Emitaï nous présente son serpentage jusqu’au fond de l’Afrique : un détachement de l’armée coloniale (où les soldats sont des Joyeux) harcèle un village pour lui voler son riz. En 1971, date de sortie du film, l’attitude “tiers-mondiste” anti-impérialiste est courante chez beaucoup d’intellectuels de gauche français, qui se rendent volontiers à Cuba et au Vietnam. Depuis les années 60 (censées marquer le début de la fin des colonies), on voit surgir des films résolument militants qui désirent informer, presque en temps réel, sur la lutte pour le socialisme dans le monde. Ousmane Sembène, écrivain et cinéaste sénégalais, alors militant PCF et CGT, avait tout pour s’inscrire dans ce mouvement progressiste ; ce qu’il fit. Il n’a eu de cesse de dénoncer l’impérialisme et le colonialisme en Afrique, comme en témoignent ses premiers films, ayant pour élément en commun des personnages exilés (Niaye, 1964), en errance (Borom Sarett, 1963 ; Taaw, 1970), ou bloqués dans une situation sans issue (La Noire de…, 1966 ; Le Mandat, 1968 ; Emitaï, 1971), conséquence d’un sol colonisé.

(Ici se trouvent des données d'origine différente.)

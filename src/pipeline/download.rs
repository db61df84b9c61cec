//! Streaming artifact downloads.
//!
//! Result files can be large page images, so the body is written as it
//! arrives instead of being collected first. Each chunk from the transport is
//! written in slices of at most [`CHUNK_SIZE`] bytes, and the reported size
//! is the number of bytes that actually reached the file.

use crate::error::PipelineError;
use crate::job::ArtifactType;
use crate::pipeline::retry::RetryExecutor;
use crate::transport::{HttpRequest, HttpTransport};
use futures::StreamExt;
use std::path::{Path, PathBuf};
use std::sync::Arc;
use tokio::io::AsyncWriteExt;
use tracing::debug;

pub const CHUNK_SIZE: usize = 8192;

/// File extension for an artifact type label; unknown labels get `bin`.
pub fn extension_for(label: &str) -> &'static str {
    match label {
        "image" => "jpg",
        "pdf" => "pdf",
        "docx" => "docx",
        _ => "bin",
    }
}

/// `<dir>/<base>_step<step>_<index>.<ext>`, with `index` starting at 1.
pub fn artifact_path(dir: &Path, base: &str, step: u8, index: usize, kind: ArtifactType) -> PathBuf {
    dir.join(format!(
        "{base}_step{step}_{index}.{}",
        extension_for(kind.as_str())
    ))
}

pub struct ArtifactDownloader {
    transport: Arc<dyn HttpTransport>,
    retry: RetryExecutor,
}

impl ArtifactDownloader {
    pub fn new(transport: Arc<dyn HttpTransport>, retry: RetryExecutor) -> Self {
        Self { transport, retry }
    }

    /// Fetch `request` into `dest`, replacing any existing file, and return
    /// the number of bytes written.
    ///
    /// Obtaining a success response is retried; a failure while writing is
    /// not, since the partial file cannot be resumed.
    pub async fn download(&self, request: &HttpRequest, dest: &Path) -> Result<u64, PipelineError> {
        if let Some(parent) = dest.parent() {
            tokio::fs::create_dir_all(parent)
                .await
                .map_err(|e| PipelineError::io(parent, e))?;
        }

        let response = self.retry.execute(self.transport.as_ref(), request).await?;
        let mut file = tokio::fs::File::create(dest)
            .await
            .map_err(|e| PipelineError::io(dest, e))?;

        let mut written: u64 = 0;
        let mut chunks = response.into_chunks();
        while let Some(chunk) = chunks.next().await {
            let chunk = chunk?;
            for slice in chunk.chunks(CHUNK_SIZE) {
                file.write_all(slice)
                    .await
                    .map_err(|e| PipelineError::io(dest, e))?;
                written += slice.len() as u64;
            }
        }
        file.flush().await.map_err(|e| PipelineError::io(dest, e))?;

        debug!("Saved {} ({} bytes)", dest.display(), written);
        Ok(written)
    }
}
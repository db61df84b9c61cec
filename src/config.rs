//! Configuration for a pipeline run.
//!
//! Everything the orchestrator needs to know about the outside world lives
//! in [`PipelineConfig`]: where each provider is and how to authenticate,
//! where artifacts go, and how hard to retry. Build it through
//! [`PipelineConfig::builder()`]; `build()` rejects configurations that could
//! never succeed (missing credentials, zero attempts, non-HTTP base URLs).
//!
//! Loading secrets from the environment is the caller's business. The CLI
//! does it through `clap`'s `env` fallbacks.

use crate::error::PipelineError;
use crate::progress::ProgressCallback;
use serde::Serialize;
use std::fmt;
use std::path::PathBuf;

pub const DEFAULT_PDFCO_URL: &str = "https://api.pdf.co/v1";
pub const DEFAULT_CONVERTAPI_URL: &str = "https://v2.convertapi.com";

/// Where a provider lives and the secret it expects.
#[derive(Clone, Default)]
pub struct ProviderSettings {
    pub base_url: String,
    /// API key (PDF.co) or bearer token (ConvertAPI).
    pub credential: String,
}

impl ProviderSettings {
    pub fn new(base_url: impl Into<String>, credential: impl Into<String>) -> Self {
        Self {
            base_url: base_url.into(),
            credential: credential.into(),
        }
    }
}

impl fmt::Debug for ProviderSettings {
    fn fmt(&self, f: &mut fmt::Formatter<'_>) -> fmt::Result {
        f.debug_struct("ProviderSettings")
            .field("base_url", &self.base_url)
            .field("credential", &redact(&self.credential))
            .finish()
    }
}

/// Knobs for operations that take a parameter.
#[derive(Debug, Clone, PartialEq, Eq, Serialize)]
pub struct OperationOptions {
    /// Text stamped by the watermark operation. Default: "CONFIDENTIAL".
    pub watermark_text: String,
    /// Clockwise rotation for the rotate operation. Default: 90.
    pub rotate_degrees: u16,
    /// JPEG quality (1–100) for the compress operation. Default: 75.
    pub image_quality: u8,
}

impl Default for OperationOptions {
    fn default() -> Self {
        Self {
            watermark_text: "CONFIDENTIAL".to_string(),
            rotate_degrees: 90,
            image_quality: 75,
        }
    }
}

/// Completion webhook target.
#[derive(Clone)]
pub struct WebhookSettings {
    pub url: String,
    /// Sent as a bearer token when present.
    pub token: Option<String>,
}

impl fmt::Debug for WebhookSettings {
    fn fmt(&self, f: &mut fmt::Formatter<'_>) -> fmt::Result {
        f.debug_struct("WebhookSettings")
            .field("url", &self.url)
            .field("token", &self.token.as_deref().map(redact))
            .finish()
    }
}

/// Configuration for one pipeline run.
///
/// # Example
/// ```rust
/// use pdfchain::PipelineConfig;
///
/// let config = PipelineConfig::builder()
///     .pdfco("https://api.pdf.co/v1", "my-api-key")
///     .convertapi("https://v2.convertapi.com", "my-token")
///     .max_attempts(5)
///     .build()
///     .unwrap();
/// assert_eq!(config.max_attempts, 5);
/// ```
#[derive(Clone)]
pub struct PipelineConfig {
    /// First-stage provider.
    pub pdfco: ProviderSettings,

    /// Second-stage provider.
    pub convertapi: ProviderSettings,

    /// Artifacts land in `<output_root>/<base name>` unless a job overrides
    /// its output directory. Default: `output`.
    pub output_root: PathBuf,

    /// Attempts per outbound request, including the first. Default: 3.
    pub max_attempts: u32,

    /// Fixed pause between attempts in milliseconds. Default: 2000.
    pub retry_delay_ms: u64,

    /// Timeout for uploads and metadata queries in seconds. Default: 30.
    pub upload_timeout_secs: u64,

    /// Timeout for conversions and downloads in seconds. Default: 60.
    pub conversion_timeout_secs: u64,

    pub operation_options: OperationOptions,

    /// Optional completion webhook.
    pub webhook: Option<WebhookSettings>,

    /// Optional observer for state changes.
    pub progress_callback: Option<ProgressCallback>,
}

impl Default for PipelineConfig {
    fn default() -> Self {
        Self {
            pdfco: ProviderSettings::new(DEFAULT_PDFCO_URL, ""),
            convertapi: ProviderSettings::new(DEFAULT_CONVERTAPI_URL, ""),
            output_root: PathBuf::from("output"),
            max_attempts: 3,
            retry_delay_ms: 2000,
            upload_timeout_secs: 30,
            conversion_timeout_secs: 60,
            operation_options: OperationOptions::default(),
            webhook: None,
            progress_callback: None,
        }
    }
}

impl fmt::Debug for PipelineConfig {
    fn fmt(&self, f: &mut fmt::Formatter<'_>) -> fmt::Result {
        f.debug_struct("PipelineConfig")
            .field("pdfco", &self.pdfco)
            .field("convertapi", &self.convertapi)
            .field("output_root", &self.output_root)
            .field("max_attempts", &self.max_attempts)
            .field("retry_delay_ms", &self.retry_delay_ms)
            .field("upload_timeout_secs", &self.upload_timeout_secs)
            .field("conversion_timeout_secs", &self.conversion_timeout_secs)
            .field("operation_options", &self.operation_options)
            .field("webhook", &self.webhook)
            .field(
                "progress_callback",
                &self.progress_callback.as_ref().map(|_| "<dyn JobProgressCallback>"),
            )
            .finish()
    }
}

impl PipelineConfig {
    pub fn builder() -> PipelineConfigBuilder {
        PipelineConfigBuilder {
            config: Self::default(),
        }
    }
}

/// Builder for [`PipelineConfig`].
#[derive(Debug)]
pub struct PipelineConfigBuilder {
    config: PipelineConfig,
}

impl PipelineConfigBuilder {
    pub fn pdfco(mut self, base_url: impl Into<String>, api_key: impl Into<String>) -> Self {
        self.config.pdfco = ProviderSettings::new(base_url, api_key);
        self
    }

    pub fn convertapi(mut self, base_url: impl Into<String>, token: impl Into<String>) -> Self {
        self.config.convertapi = ProviderSettings::new(base_url, token);
        self
    }

    pub fn output_root(mut self, dir: impl Into<PathBuf>) -> Self {
        self.config.output_root = dir.into();
        self
    }

    pub fn max_attempts(mut self, n: u32) -> Self {
        self.config.max_attempts = n;
        self
    }

    pub fn retry_delay_ms(mut self, ms: u64) -> Self {
        self.config.retry_delay_ms = ms;
        self
    }

    pub fn upload_timeout_secs(mut self, secs: u64) -> Self {
        self.config.upload_timeout_secs = secs;
        self
    }

    pub fn conversion_timeout_secs(mut self, secs: u64) -> Self {
        self.config.conversion_timeout_secs = secs;
        self
    }

    pub fn watermark_text(mut self, text: impl Into<String>) -> Self {
        self.config.operation_options.watermark_text = text.into();
        self
    }

    pub fn rotate_degrees(mut self, degrees: u16) -> Self {
        self.config.operation_options.rotate_degrees = degrees % 360;
        self
    }

    pub fn image_quality(mut self, quality: u8) -> Self {
        self.config.operation_options.image_quality = quality.clamp(1, 100);
        self
    }

    pub fn webhook(mut self, url: impl Into<String>, token: Option<String>) -> Self {
        self.config.webhook = Some(WebhookSettings {
            url: url.into(),
            token: token.filter(|t| !t.is_empty()),
        });
        self
    }

    pub fn progress_callback(mut self, cb: ProgressCallback) -> Self {
        self.config.progress_callback = Some(cb);
        self
    }

    /// Build the configuration, validating constraints.
    pub fn build(self) -> Result<PipelineConfig, PipelineError> {
        let c = &self.config;
        for (name, settings) in [("PDF.co", &c.pdfco), ("ConvertAPI", &c.convertapi)] {
            if !is_http_url(&settings.base_url) {
                return Err(PipelineError::InvalidConfig(format!(
                    "{name} base URL must be http(s), got '{}'",
                    settings.base_url
                )));
            }
            if settings.credential.trim().is_empty() {
                return Err(PipelineError::InvalidConfig(format!(
                    "{name} credential is not configured"
                )));
            }
        }
        if c.max_attempts == 0 {
            return Err(PipelineError::InvalidConfig(
                "max_attempts must be ≥ 1".into(),
            ));
        }
        if c.upload_timeout_secs == 0 || c.conversion_timeout_secs == 0 {
            return Err(PipelineError::InvalidConfig(
                "timeouts must be at least one second".into(),
            ));
        }
        if let Some(ref hook) = c.webhook {
            if !is_http_url(&hook.url) {
                return Err(PipelineError::InvalidConfig(format!(
                    "webhook URL must be http(s), got '{}'",
                    hook.url
                )));
            }
        }
        Ok(self.config)
    }
}

fn is_http_url(s: &str) -> bool {
    s.starts_with("http://") || s.starts_with("https://")
}

fn redact(secret: &str) -> &'static str {
    if secret.is_empty() {
        "<unset>"
    } else {
        "<redacted>"
    }
}

#[cfg(test)]
mod tests {
    use super::*;

    fn builder() -> PipelineConfigBuilder {
        PipelineConfig::builder()
            .pdfco("https://api.pdf.co/v1", "key")
            .convertapi("https://v2.convertapi.com", "token")
    }

    #[test]
    fn defaults_match_documented_values() {
        let c = builder().build().unwrap();
        assert_eq!(c.max_attempts, 3);
        assert_eq!(c.retry_delay_ms, 2000);
        assert_eq!(c.upload_timeout_secs, 30);
        assert_eq!(c.conversion_timeout_secs, 60);
        assert_eq!(c.output_root, PathBuf::from("output"));
        assert!(c.webhook.is_none());
    }

    #[test]
    fn missing_credential_is_rejected() {
        let err = PipelineConfig::builder()
            .convertapi("https://v2.convertapi.com", "token")
            .build()
            .unwrap_err();
        assert!(err.to_string().contains("PDF.co credential"), "got: {err}");
    }

    #[test]
    fn zero_attempts_is_rejected() {
        assert!(builder().max_attempts(0).build().is_err());
    }

    #[test]
    fn non_http_base_url_is_rejected() {
        assert!(builder().pdfco("ftp://pdf.co", "key").build().is_err());
        assert!(builder().webhook("file:///tmp/hook", None).build().is_err());
    }

    #[test]
    fn option_setters_clamp() {
        let c = builder().rotate_degrees(450).image_quality(0).build().unwrap();
        assert_eq!(c.operation_options.rotate_degrees, 90);
        assert_eq!(c.operation_options.image_quality, 1);
    }

    #[test]
    fn debug_redacts_secrets() {
        let c = builder().webhook("https://hooks.test", Some("s3cret".into())).build().unwrap();
        let dbg = format!("{c:?}");
        assert!(!dbg.contains("s3cret"));
        assert!(!dbg.contains("\"key\""));
        assert!(dbg.contains("<redacted>"));
    }
}
//! Result store: one transaction per finished job.
//!
//! [`ResultStore::persist`] writes the job row, then one row per artifact
//! carrying its stage's step number and type, and commits once. Any failure
//! rolls the whole transaction back, so a job is either fully recorded or not
//! at all. There is no deduplication; persisting the same job twice yields
//! two rows with distinct ids.
//!
//! The database engine sits behind [`Database`] / [`DbSession`]:
//! [`memory::MemoryDatabase`] for tests and library use without a server,
//! and `postgres::PgDatabase` behind the `postgres` feature.

pub mod memory;
#[cfg(feature = "postgres")]
pub mod postgres;

use crate::error::PipelineError;
use crate::job::Job;
use async_trait::async_trait;
use chrono::{DateTime, Utc};
use std::sync::Arc;
use tracing::{debug, info, warn};

/// Row describing one job.
#[derive(Debug, Clone, PartialEq, Eq)]
pub struct JobRow {
    pub filename: String,
    pub processed_at: DateTime<Utc>,
    pub operations_summary: String,
    pub status: String,
    pub result_path: String,
    pub error_message: Option<String>,
}

/// Row describing one downloaded artifact.
#[derive(Debug, Clone, PartialEq, Eq)]
pub struct ArtifactRow {
    pub job_id: i64,
    pub step_number: u8,
    pub path: String,
    pub size_bytes: u64,
    pub artifact_type: String,
}

impl JobRow {
    pub fn from_job(job: &Job) -> Self {
        Self {
            filename: job.filename.clone(),
            processed_at: Utc::now(),
            operations_summary: job.operations_summary(),
            status: job.status.as_str().to_string(),
            result_path: job.output_dir.display().to_string(),
            error_message: job.error.clone(),
        }
    }
}

/// A database engine able to open transactional sessions.
#[async_trait]
pub trait Database: Send + Sync {
    /// Create the job and artifact tables if they do not exist.
    async fn ensure_schema(&self) -> Result<(), PipelineError>;

    /// Open a fresh connection; it is used for one transaction and closed.
    async fn connect(&self) -> Result<Box<dyn DbSession>, PipelineError>;
}

/// One open connection.
#[async_trait]
pub trait DbSession: Send {
    async fn begin(&mut self) -> Result<(), PipelineError>;

    /// Insert a job row and return its generated id.
    async fn insert_job(&mut self, row: &JobRow) -> Result<i64, PipelineError>;

    /// Insert an artifact row and return its generated id.
    async fn insert_artifact(&mut self, row: &ArtifactRow) -> Result<i64, PipelineError>;

    async fn commit(&mut self) -> Result<(), PipelineError>;

    async fn rollback(&mut self) -> Result<(), PipelineError>;

    async fn close(&mut self);
}

/// Persists finished jobs through a [`Database`].
#[derive(Clone)]
pub struct ResultStore {
    database: Arc<dyn Database>,
}

impl ResultStore {
    pub fn new(database: Arc<dyn Database>) -> Self {
        Self { database }
    }

    /// Ensure the schema exists.
    pub async fn init(&self) -> Result<(), PipelineError> {
        self.database.ensure_schema().await?;
        debug!("Result store schema ready");
        Ok(())
    }

    /// Write `job` and its artifacts in a single transaction and return the
    /// job row id.
    pub async fn persist(&self, job: &Job) -> Result<i64, PipelineError> {
        let mut session = self.database.connect().await.map_err(as_persistence)?;

        let result = Self::write(&mut *session, job).await;
        if let Err(ref e) = result {
            warn!("Rolling back persistence of {}: {e}", job.filename);
            if let Err(rb) = session.rollback().await {
                warn!("Rollback failed: {rb}");
            }
        }
        session.close().await;

        let id = result.map_err(as_persistence)?;
        info!(
            "Persisted job {} as row {} ({} artifacts)",
            job.filename,
            id,
            job.artifact_count()
        );
        Ok(id)
    }

    async fn write(session: &mut dyn DbSession, job: &Job) -> Result<i64, PipelineError> {
        session.begin().await?;
        let job_id = session.insert_job(&JobRow::from_job(job)).await?;
        for (stage, artifact) in job.artifacts() {
            session
                .insert_artifact(&ArtifactRow {
                    job_id,
                    step_number: stage.step,
                    path: artifact.path.display().to_string(),
                    size_bytes: artifact.size_bytes,
                    artifact_type: artifact.kind.as_str().to_string(),
                })
                .await?;
        }
        session.commit().await?;
        Ok(job_id)
    }
}

fn as_persistence(e: PipelineError) -> PipelineError {
    match e {
        PipelineError::Persistence(_) => e,
        other => PipelineError::Persistence(other.to_string()),
    }
}
//! Progress-callback trait for job state changes.
//!
//! Inject an [`Arc<dyn JobProgressCallback>`] via
//! [`crate::config::PipelineConfigBuilder::progress_callback`] to observe a
//! run as it moves through the state machine. The CLI uses it to drive a
//! spinner; tests use it to assert the exact sequence of states.
//!
//! # Example
//!
//! ```rust
//! use pdfchain::{JobProgressCallback, PipelineState};
//! use std::sync::Mutex;
//!
//! #[derive(Default)]
//! struct Trail(Mutex<Vec<PipelineState>>);
//!
//! impl JobProgressCallback for Trail {
//!     fn on_state_change(&self, _job: uuid::Uuid, _from: PipelineState, to: PipelineState) {
//!         self.0.lock().unwrap().push(to);
//!     }
//! }
//! ```

use crate::job::{Artifact, Job, PipelineState};
use std::sync::Arc;
use uuid::Uuid;

/// Called by the orchestrator as a job advances.
///
/// All methods default to no-ops so implementations only override what they
/// care about. Calls arrive sequentially from the task running the job.
pub trait JobProgressCallback: Send + Sync {
    /// The job moved from `from` to `to`.
    fn on_state_change(&self, job_id: Uuid, from: PipelineState, to: PipelineState) {
        let _ = (job_id, from, to);
    }

    /// An artifact of stage `step` finished downloading.
    fn on_artifact_saved(&self, step: u8, artifact: &Artifact) {
        let _ = (step, artifact);
    }

    /// The job reached a terminal status; called before persistence.
    fn on_job_finished(&self, job: &Job) {
        let _ = job;
    }
}

/// A no-op implementation for callers that don't need progress events.
pub struct NoopProgressCallback;

impl JobProgressCallback for NoopProgressCallback {}

/// Convenience alias matching the type stored in [`crate::config::PipelineConfig`].
pub type ProgressCallback = Arc<dyn JobProgressCallback>;

#[cfg(test)]
mod tests {
    use super::*;
    use crate::job::ArtifactType;
    use std::path::{Path, PathBuf};
    use std::sync::atomic::{AtomicUsize, Ordering};
    use std::sync::Mutex;

    #[derive(Default)]
    struct Recorder {
        states: Mutex<Vec<PipelineState>>,
        artifacts: AtomicUsize,
    }

    impl JobProgressCallback for Recorder {
        fn on_state_change(&self, _job_id: Uuid, _from: PipelineState, to: PipelineState) {
            self.states.lock().unwrap().push(to);
        }

        fn on_artifact_saved(&self, _step: u8, _artifact: &Artifact) {
            self.artifacts.fetch_add(1, Ordering::SeqCst);
        }
    }

    #[test]
    fn noop_callback_does_not_panic() {
        let cb = NoopProgressCallback;
        let job = Job::new(Path::new("a.pdf"), PathBuf::from("out"));
        cb.on_state_change(job.id, PipelineState::Created, PipelineState::Stage1Uploading);
        cb.on_job_finished(&job);
    }

    #[test]
    fn recorder_sees_events_through_arc_dyn() {
        let recorder = Arc::new(Recorder::default());
        let cb: ProgressCallback = recorder.clone();
        let id = Uuid::new_v4();
        cb.on_state_change(id, PipelineState::Created, PipelineState::Stage1Uploading);
        cb.on_state_change(id, PipelineState::Stage1Uploading, PipelineState::Failed);
        cb.on_artifact_saved(
            1,
            &Artifact {
                path: PathBuf::from("out/a_step1_1.jpg"),
                size_bytes: 1,
                kind: ArtifactType::Image,
            },
        );
        assert_eq!(
            *recorder.states.lock().unwrap(),
            vec![PipelineState::Stage1Uploading, PipelineState::Failed]
        );
        assert_eq!(recorder.artifacts.load(Ordering::SeqCst), 1);
    }
}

Ce sol, on le voit, au début du film, retourné, travaillé par les villageoises – cassant l’imaginaire raciste du Noir fainéant. Toutes et tous sont filmés à distance (en plan de semi-ensemble, ou d’ensemble), comme des images d’Epinal, sans qu’aucun personnage principal ni aucun gros plan n’interrompent le caractère documentaire du film – documentaire en ce que ce qui est représenté est une reconstitution synthétique de ce qui se passait alors. Le pas en avant si synchrone de ces femmes finit par s’écraser sur le détachement français, ces derniers les contraignant à rester figées : d’abord les Blancs veulent le riz. Que ce soit, d’ailleurs, Pétain ou De Gaulle, que les soldats connaissent leur chef ou non, la volonté absurde coloniale se poursuit : les Blancs veulent le riz.
Chez les villageois, après une révolte matée aussitôt qu’entamée, les sages du village doutent de leurs dieux, jusqu’à ne plus y croire, tant la violence de la réalité les foudroie (serait-ce Emitaï (qui signifie “Dieu du tonnerre”)?). Ils prennent alors conscience que bien que les dieux n’existent pas, ils sont une culture (et plus une croyance), et que seuls les vivants peuvent encore l’alimenter : (un sage, mourant, s’adressant à un dieu) “Si je meurs, tu meurs avec moi”.
A la fin du film, un peu à la manière du personnage de Bartleby et son “I would prefer not to”, les villageois, alors en train de livrer aux Blancs le riz, s’exclament en choeur qu’ils s’arrêtent. Cette fois-ci, ce sont eux qui décident de leur propre mouvement. Et encore une fois, les Blancs le répugnent. Ils se font fusillés. Leurs dieux les ont trahis, leurs frères Noirs les ont trahis, leurs armes sont inefficaces, alors qui, quoi croire ?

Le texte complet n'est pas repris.